Data records Start Marker
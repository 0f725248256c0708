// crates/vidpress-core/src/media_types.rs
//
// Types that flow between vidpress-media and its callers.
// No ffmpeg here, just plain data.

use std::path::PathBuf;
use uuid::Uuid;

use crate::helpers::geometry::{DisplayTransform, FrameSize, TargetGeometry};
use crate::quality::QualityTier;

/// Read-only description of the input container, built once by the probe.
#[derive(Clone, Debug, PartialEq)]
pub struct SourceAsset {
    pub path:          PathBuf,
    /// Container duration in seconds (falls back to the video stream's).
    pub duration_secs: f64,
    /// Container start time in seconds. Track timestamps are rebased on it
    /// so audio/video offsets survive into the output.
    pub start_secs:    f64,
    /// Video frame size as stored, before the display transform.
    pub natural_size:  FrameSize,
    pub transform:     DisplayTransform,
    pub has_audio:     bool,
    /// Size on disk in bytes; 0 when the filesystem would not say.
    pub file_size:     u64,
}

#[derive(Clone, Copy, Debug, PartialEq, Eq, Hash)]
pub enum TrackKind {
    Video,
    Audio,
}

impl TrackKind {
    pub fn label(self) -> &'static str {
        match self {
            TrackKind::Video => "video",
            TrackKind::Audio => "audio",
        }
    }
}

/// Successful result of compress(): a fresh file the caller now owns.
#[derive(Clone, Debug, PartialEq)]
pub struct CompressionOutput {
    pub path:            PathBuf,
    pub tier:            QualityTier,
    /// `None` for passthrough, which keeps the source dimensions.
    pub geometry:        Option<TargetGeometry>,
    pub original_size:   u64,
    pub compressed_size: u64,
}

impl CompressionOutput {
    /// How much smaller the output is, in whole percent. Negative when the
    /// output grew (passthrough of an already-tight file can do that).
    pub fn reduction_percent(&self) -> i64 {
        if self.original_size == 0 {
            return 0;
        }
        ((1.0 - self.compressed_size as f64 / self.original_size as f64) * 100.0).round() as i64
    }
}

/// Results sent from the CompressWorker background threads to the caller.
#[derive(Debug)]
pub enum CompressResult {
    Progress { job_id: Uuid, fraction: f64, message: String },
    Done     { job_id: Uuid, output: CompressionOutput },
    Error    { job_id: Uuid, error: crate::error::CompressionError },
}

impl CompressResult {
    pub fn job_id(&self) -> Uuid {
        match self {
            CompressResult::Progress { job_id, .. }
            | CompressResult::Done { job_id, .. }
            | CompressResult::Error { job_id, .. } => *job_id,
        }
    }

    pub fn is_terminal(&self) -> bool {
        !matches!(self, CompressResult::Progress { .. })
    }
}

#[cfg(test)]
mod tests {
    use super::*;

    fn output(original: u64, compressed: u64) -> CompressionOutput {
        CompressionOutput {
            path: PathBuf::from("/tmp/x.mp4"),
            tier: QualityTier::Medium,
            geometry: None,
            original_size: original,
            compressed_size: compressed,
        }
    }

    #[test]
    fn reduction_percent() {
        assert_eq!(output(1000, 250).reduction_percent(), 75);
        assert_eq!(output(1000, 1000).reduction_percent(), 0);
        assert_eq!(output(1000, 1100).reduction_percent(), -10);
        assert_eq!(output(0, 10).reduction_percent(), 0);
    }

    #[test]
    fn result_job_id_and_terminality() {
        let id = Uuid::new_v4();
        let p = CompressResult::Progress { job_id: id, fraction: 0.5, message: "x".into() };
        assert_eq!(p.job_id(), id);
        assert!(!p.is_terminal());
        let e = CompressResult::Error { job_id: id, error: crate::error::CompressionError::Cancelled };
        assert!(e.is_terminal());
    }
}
Data records End Marker
Data records Start Marker
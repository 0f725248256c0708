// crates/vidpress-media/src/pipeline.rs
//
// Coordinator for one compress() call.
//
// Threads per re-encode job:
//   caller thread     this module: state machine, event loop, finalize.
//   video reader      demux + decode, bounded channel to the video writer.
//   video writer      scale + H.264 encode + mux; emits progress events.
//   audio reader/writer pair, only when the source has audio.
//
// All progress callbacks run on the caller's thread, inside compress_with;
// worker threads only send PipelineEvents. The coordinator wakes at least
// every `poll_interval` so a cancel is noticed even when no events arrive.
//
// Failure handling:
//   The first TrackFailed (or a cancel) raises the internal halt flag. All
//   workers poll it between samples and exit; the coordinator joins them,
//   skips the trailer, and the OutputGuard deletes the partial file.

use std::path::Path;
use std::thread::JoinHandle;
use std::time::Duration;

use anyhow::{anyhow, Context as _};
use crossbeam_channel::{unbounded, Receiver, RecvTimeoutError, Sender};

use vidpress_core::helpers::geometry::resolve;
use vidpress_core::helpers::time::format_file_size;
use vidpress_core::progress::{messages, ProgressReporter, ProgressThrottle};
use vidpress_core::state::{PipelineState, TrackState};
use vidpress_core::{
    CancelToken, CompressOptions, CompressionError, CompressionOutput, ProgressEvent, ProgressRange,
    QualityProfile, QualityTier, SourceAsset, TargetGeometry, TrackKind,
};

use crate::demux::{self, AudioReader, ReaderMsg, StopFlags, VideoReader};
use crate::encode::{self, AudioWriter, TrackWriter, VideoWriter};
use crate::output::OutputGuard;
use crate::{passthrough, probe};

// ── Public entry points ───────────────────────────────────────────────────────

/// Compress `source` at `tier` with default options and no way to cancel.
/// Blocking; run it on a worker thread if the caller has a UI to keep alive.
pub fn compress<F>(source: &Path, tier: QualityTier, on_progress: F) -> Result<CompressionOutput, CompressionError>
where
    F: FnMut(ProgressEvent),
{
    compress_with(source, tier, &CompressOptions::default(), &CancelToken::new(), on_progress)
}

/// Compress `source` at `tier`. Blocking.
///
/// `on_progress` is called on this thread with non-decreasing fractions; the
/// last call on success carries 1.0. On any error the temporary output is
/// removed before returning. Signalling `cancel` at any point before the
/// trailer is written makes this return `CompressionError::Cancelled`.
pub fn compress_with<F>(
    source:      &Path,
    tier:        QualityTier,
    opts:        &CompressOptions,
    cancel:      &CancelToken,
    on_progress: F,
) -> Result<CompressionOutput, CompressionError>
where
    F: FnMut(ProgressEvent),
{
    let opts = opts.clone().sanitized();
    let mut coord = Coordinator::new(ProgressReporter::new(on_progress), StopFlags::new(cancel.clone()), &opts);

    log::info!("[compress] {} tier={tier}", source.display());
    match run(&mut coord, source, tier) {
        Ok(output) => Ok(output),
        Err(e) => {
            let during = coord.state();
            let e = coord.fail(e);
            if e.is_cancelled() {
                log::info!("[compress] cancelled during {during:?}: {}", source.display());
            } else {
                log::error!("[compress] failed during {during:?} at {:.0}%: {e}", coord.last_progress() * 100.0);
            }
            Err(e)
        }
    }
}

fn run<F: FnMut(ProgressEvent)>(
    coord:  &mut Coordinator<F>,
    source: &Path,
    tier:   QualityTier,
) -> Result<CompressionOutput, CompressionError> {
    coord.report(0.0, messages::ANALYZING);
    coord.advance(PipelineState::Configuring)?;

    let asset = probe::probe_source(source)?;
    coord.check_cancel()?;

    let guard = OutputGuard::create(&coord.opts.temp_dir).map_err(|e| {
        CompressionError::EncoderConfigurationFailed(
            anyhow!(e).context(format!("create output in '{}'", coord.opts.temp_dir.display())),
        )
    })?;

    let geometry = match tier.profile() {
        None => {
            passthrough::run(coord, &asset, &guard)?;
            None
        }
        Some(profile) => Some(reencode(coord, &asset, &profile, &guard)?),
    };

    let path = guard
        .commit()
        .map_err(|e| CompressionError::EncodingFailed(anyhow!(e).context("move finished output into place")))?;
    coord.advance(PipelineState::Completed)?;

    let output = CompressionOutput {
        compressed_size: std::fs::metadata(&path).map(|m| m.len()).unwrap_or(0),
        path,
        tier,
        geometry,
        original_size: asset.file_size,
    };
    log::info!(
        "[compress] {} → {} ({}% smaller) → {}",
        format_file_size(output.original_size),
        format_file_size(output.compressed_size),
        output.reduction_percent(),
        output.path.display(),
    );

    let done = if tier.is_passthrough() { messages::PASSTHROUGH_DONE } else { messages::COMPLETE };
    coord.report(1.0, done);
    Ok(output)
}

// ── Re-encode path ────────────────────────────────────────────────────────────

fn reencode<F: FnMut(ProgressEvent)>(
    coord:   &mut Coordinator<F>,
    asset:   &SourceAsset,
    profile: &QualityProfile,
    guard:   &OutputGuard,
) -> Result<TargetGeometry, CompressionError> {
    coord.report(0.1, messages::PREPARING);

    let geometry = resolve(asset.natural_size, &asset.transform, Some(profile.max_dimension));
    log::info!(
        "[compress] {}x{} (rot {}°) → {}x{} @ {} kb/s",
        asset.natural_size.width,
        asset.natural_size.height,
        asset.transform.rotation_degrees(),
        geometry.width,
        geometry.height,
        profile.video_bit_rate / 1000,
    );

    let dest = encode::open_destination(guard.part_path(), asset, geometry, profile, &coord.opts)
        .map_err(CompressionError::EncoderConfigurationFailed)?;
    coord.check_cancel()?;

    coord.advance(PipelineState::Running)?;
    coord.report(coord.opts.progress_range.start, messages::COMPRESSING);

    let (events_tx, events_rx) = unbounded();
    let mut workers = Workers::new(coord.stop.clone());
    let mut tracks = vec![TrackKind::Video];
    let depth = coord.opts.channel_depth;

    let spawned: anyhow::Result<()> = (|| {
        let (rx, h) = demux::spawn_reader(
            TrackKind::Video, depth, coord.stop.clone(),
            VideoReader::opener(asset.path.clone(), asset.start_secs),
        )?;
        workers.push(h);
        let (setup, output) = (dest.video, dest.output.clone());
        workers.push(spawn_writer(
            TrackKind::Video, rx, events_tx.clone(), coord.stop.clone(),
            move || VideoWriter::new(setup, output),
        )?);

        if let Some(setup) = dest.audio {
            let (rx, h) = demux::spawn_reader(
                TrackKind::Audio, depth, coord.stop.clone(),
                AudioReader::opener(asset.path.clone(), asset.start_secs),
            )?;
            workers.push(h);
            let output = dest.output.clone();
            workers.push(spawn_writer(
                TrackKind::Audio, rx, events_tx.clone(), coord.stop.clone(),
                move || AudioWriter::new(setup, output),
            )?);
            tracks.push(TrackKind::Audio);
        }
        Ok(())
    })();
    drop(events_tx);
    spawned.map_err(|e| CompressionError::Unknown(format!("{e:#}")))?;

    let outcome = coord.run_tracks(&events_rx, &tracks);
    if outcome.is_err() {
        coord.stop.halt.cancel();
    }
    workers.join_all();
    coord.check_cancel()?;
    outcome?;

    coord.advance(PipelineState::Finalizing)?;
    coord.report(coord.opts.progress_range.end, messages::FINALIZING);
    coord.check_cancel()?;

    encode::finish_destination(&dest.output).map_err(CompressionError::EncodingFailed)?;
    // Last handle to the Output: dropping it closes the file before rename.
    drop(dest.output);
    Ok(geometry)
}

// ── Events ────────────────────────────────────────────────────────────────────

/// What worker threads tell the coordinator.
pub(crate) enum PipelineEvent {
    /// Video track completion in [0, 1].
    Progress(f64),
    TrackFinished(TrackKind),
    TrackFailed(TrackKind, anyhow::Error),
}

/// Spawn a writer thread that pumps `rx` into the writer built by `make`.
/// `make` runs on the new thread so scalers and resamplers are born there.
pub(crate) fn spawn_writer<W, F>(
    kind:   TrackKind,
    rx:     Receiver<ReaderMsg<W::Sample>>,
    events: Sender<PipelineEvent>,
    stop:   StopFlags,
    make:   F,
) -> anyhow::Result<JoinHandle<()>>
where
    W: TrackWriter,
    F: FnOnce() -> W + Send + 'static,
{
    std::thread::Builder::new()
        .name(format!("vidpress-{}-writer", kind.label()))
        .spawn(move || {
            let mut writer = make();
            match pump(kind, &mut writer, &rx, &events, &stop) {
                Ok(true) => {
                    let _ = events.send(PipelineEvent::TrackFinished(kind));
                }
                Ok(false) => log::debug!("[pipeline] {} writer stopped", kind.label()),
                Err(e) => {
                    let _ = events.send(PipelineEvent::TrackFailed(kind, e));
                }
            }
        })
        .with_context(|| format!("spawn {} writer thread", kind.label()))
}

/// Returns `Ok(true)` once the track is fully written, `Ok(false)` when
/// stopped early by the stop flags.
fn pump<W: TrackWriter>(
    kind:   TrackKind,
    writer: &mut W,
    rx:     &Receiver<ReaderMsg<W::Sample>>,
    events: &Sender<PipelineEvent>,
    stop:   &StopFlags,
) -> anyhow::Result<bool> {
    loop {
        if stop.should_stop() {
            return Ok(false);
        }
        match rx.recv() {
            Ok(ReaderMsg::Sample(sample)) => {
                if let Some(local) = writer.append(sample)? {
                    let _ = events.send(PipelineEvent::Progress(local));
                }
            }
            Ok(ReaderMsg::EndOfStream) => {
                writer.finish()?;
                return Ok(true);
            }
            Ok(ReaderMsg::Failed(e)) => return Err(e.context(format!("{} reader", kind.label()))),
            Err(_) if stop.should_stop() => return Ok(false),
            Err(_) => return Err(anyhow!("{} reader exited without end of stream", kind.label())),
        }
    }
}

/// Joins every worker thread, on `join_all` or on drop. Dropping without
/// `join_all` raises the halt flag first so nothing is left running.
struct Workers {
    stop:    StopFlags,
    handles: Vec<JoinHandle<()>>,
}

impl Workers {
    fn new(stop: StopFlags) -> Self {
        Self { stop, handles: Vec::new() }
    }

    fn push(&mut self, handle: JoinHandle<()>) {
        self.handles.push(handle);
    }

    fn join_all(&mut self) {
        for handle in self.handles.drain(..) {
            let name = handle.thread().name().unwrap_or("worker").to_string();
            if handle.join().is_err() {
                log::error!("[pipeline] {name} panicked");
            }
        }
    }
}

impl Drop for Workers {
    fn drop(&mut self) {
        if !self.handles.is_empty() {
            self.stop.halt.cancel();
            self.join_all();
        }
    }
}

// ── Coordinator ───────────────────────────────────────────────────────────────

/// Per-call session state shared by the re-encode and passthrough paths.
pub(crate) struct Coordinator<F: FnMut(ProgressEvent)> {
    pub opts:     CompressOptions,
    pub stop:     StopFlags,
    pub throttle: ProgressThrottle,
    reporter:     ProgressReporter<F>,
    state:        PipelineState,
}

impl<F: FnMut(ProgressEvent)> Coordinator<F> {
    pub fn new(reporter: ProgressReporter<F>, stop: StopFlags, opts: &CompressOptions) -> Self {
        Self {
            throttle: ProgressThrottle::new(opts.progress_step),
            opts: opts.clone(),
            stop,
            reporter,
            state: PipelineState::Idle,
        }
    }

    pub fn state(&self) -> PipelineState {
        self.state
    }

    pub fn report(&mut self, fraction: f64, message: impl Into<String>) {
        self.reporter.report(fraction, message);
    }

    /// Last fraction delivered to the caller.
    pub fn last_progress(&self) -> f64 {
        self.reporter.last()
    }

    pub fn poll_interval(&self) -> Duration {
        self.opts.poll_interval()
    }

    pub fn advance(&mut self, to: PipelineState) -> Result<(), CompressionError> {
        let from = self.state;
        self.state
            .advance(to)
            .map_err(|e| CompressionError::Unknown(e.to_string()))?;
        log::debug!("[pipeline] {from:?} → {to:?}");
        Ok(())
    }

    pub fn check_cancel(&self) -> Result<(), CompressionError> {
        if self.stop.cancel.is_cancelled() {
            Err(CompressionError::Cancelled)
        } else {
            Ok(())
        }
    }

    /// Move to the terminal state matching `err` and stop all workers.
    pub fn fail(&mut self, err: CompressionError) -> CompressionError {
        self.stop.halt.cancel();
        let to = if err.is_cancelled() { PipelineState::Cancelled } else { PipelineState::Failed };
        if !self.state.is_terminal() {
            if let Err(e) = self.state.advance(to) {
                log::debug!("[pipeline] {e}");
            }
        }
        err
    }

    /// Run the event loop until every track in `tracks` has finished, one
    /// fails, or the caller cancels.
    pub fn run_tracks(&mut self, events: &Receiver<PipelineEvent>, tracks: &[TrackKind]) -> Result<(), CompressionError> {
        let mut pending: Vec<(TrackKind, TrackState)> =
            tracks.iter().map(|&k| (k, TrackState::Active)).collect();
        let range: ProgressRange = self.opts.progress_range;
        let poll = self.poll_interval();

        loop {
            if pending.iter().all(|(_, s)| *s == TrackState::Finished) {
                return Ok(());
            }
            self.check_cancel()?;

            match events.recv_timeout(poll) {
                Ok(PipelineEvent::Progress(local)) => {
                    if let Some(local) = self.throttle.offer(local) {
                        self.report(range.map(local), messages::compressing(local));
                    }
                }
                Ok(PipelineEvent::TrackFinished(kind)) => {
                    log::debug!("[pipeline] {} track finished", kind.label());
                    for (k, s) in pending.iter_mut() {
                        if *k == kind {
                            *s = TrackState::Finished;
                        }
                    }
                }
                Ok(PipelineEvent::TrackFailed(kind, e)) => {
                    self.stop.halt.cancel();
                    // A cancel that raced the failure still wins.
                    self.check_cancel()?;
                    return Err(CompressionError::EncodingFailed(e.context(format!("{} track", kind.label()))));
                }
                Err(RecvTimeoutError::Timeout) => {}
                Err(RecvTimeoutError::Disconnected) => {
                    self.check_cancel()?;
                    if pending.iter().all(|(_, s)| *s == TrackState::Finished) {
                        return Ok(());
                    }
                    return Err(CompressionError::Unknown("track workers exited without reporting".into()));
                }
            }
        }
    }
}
Data records End Marker
Data records Start Marker
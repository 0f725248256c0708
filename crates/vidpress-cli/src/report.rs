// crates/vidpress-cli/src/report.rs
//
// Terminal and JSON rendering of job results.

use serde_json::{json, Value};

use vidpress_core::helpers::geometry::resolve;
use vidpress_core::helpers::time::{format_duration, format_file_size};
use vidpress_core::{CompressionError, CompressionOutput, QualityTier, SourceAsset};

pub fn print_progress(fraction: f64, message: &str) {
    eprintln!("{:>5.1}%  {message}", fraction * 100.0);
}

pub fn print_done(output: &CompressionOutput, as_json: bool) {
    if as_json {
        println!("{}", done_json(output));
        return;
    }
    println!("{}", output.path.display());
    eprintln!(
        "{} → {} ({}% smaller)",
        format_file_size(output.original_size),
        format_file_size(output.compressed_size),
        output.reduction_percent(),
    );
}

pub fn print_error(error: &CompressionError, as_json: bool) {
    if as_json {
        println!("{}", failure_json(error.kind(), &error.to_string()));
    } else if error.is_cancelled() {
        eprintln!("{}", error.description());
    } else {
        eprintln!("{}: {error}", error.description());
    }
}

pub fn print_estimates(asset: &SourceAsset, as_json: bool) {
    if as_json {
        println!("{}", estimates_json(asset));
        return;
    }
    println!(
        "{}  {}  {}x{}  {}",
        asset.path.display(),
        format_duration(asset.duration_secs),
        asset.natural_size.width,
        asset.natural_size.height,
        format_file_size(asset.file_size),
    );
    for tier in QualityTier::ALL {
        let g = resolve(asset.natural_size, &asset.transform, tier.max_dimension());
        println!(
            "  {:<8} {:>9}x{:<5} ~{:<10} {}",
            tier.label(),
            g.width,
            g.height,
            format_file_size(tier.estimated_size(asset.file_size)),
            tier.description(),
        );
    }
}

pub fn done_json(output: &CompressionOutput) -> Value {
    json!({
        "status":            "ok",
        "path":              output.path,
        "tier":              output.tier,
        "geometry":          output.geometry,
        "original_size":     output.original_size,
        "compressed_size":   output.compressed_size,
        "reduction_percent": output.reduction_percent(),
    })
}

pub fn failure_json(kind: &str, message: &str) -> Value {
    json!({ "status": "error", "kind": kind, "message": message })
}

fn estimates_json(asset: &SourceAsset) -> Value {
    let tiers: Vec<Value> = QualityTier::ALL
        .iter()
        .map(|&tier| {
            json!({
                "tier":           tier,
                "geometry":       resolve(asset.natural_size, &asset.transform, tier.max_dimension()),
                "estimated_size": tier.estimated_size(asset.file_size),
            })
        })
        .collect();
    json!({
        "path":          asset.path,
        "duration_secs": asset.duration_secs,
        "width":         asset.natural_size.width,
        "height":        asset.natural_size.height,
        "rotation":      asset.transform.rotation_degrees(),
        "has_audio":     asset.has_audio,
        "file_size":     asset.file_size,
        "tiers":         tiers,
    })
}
Data records End Marker
### Your assignment
Find how many lines of the entries contain "reencode". Respond with the number only.

### The completed task
2